Spróbujmy oszacować zgony, zakładając, że spadek ludności w oficjalnych statystykach jest spowodowany tylko ubytkiem naturalnym. Spadek względem roku poprzedniego wyniósł dokładnie 44 639 osób. Dodając 66 534, otrzymamy 111 173 zgony, co jest wartością niższą niż rok wcześniej, a nawet niższą, niż w 2019 roku. A możliwe, że zgonów było nawet mniej, jeśli założymy, że było mniej urodzeń. Być może to skutek pandemii, która także u nas zakończyła się spadającymi liczbami zgonów, ale nie wykluczam także błędów statystyki białoruskiej, która zapewne nie bada losu emigrującej ludności.

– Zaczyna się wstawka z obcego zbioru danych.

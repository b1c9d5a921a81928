//! File-to-file batch runs behind the `grapheme-search` binary.

use crate::config::SearchOptions;
use crate::error::{Result, SearchError};
use crate::report::{write_json, write_report};
use crate::search::{Corpus, read_corpus, search_batch};
use std::path::PathBuf;
use tracing::{error, warn};

/// Everything a batch run needs, already parsed.
#[derive(Debug, Clone)]
pub struct BatchRequest {
    pub queries: Vec<String>,
    pub corpus: PathBuf,
    pub output: PathBuf,
    pub options: SearchOptions,
    pub json: bool,
}

/// Trim queries and drop blank ones. All blank is an error.
pub fn prepare_queries<S: AsRef<str>>(raw: &[S]) -> Result<Vec<String>> {
    let queries: Vec<String> = raw
        .iter()
        .map(|q| q.as_ref().trim())
        .filter(|q| !q.is_empty())
        .map(str::to_string)
        .collect();
    if queries.is_empty() {
        warn!("no query given");
        return Err(SearchError::EmptyQuery);
    }
    Ok(queries)
}

/// Search the corpus file and write the results file.
pub fn run(request: &BatchRequest) -> Result<()> {
    let queries = prepare_queries(&request.queries)?;
    let corpus = read_corpus(&request.corpus)?;
    let options = &request.options;

    if request.json {
        let corpus = Corpus::new(&corpus);
        let lists = queries
            .iter()
            .map(|q| corpus.search_hits(q, options))
            .collect::<Result<Vec<_>>>()?;
        write_json(&request.output, &lists)
    } else {
        let results = search_batch(&queries, &corpus, options)
            .into_iter()
            .collect::<Result<Vec<_>>>()?;
        let blocks: Vec<_> = queries.iter().map(String::as_str).zip(results.iter()).collect();
        write_report(&request.output, &blocks, options.context_words)
    }
}

/// Process exit status for a finished run: 0 on success, 1 on any failure.
pub fn exit_status(outcome: &Result<()>) -> u8 {
    match outcome {
        Ok(()) => 0,
        Err(e) => {
            error!(error = %e, "search failed");
            1
        }
    }
}

#[cfg(test)]
mod tests {
    use super::*;
    use std::fs;

    fn request(dir: &std::path::Path, queries: &[&str]) -> BatchRequest {
        BatchRequest {
            queries: queries.iter().map(|q| q.to_string()).collect(),
            corpus: dir.join("corpus.txt"),
            output: dir.join("results.txt"),
            options: SearchOptions::default(),
            json: false,
        }
    }

    #[test]
    fn test_prepare_queries_trims() {
        let queries = prepare_queries(&["  ključ\n", "", "tvoj"]).unwrap();
        assert_eq!(queries, ["ključ", "tvoj"]);
    }

    #[test]
    fn test_blank_queries_rejected() {
        assert!(matches!(prepare_queries::<&str>(&[]), Err(SearchError::EmptyQuery)));
        assert!(matches!(prepare_queries(&["   ", "\n"]), Err(SearchError::EmptyQuery)));
    }

    #[test]
    fn test_missing_corpus_fails_with_status_one() {
        let dir = tempfile::tempdir().unwrap();
        let req = request(dir.path(), &["ključ"]);
        let outcome = run(&req);
        assert!(matches!(outcome, Err(SearchError::SourceNotFound { .. })));
        assert_eq!(exit_status(&outcome), 1);
        assert!(!req.output.exists());
    }

    #[test]
    fn test_whitespace_query_fails_before_reading_corpus() {
        let dir = tempfile::tempdir().unwrap();
        let outcome = run(&request(dir.path(), &[" \t "]));
        assert!(matches!(outcome, Err(SearchError::EmptyQuery)));
        assert_eq!(exit_status(&outcome), 1);
    }

    #[test]
    fn test_successful_run_writes_report() {
        let dir = tempfile::tempdir().unwrap();
        let req = request(dir.path(), &["ključ"]);
        fs::write(&req.corpus, "On reçe: kljucz je tvoj.").unwrap();
        let outcome = run(&req);
        assert_eq!(exit_status(&outcome), 0);
        let written = fs::read_to_string(&req.output).unwrap();
        assert!(written.contains("On reçe [kljucz] je tvoj\n"));
    }

    #[test]
    fn test_json_run() {
        let dir = tempfile::tempdir().unwrap();
        let mut req = request(dir.path(), &["tvoj"]);
        req.json = true;
        fs::write(&req.corpus, "On reçe: kljucz je tvoj.").unwrap();
        run(&req).unwrap();
        let value: serde_json::Value = serde_json::from_str(&fs::read_to_string(&req.output).unwrap()).unwrap();
        assert_eq!(value[0]["hits"][0]["surface"], "tvoj");
    }
}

A emigracja trwa, choć osłabła względem roku 2022. Nasz ZUS odnotował ponad 21 tys. więcej ubezpieczonych Białorusinów w 2023 roku, a to zupełne minimum szacowane migracji, za którą mogły iść dzieci i niepracujący. Razem z migracjami do innych krajów daje to obraz ucieczki najważniejszego, ludzkiego kapitału i gospodarczej klęski. 

Przypomnę jeszcze, że Białoruś jest wyjątkowym krajem pod kątem przewagi populacji kobiet nad populacją mężczyzn już od wieku poniżej 30 lat. Związane jest to ze śmiertelnością młodych mężczyzn, która niweluje 5% przewagę w urodzeniach chłopców. To nie jest kraj dla zwykłych ludzi. I wydawać by się mogło, że powinny rządzić kobiety, a tymczasem rządzą siłownicy.

Starzejąca się ludność, kurcząca grupa dzieci, coraz niższa grupa wieku produkcyjnego stwarza fatalne perspektywy i wymaga szybkich działań. Oby nie były to działania, które wpłyną na nasze bezpieczeństwo, bo i taki scenariusz jest ciągle możliwy.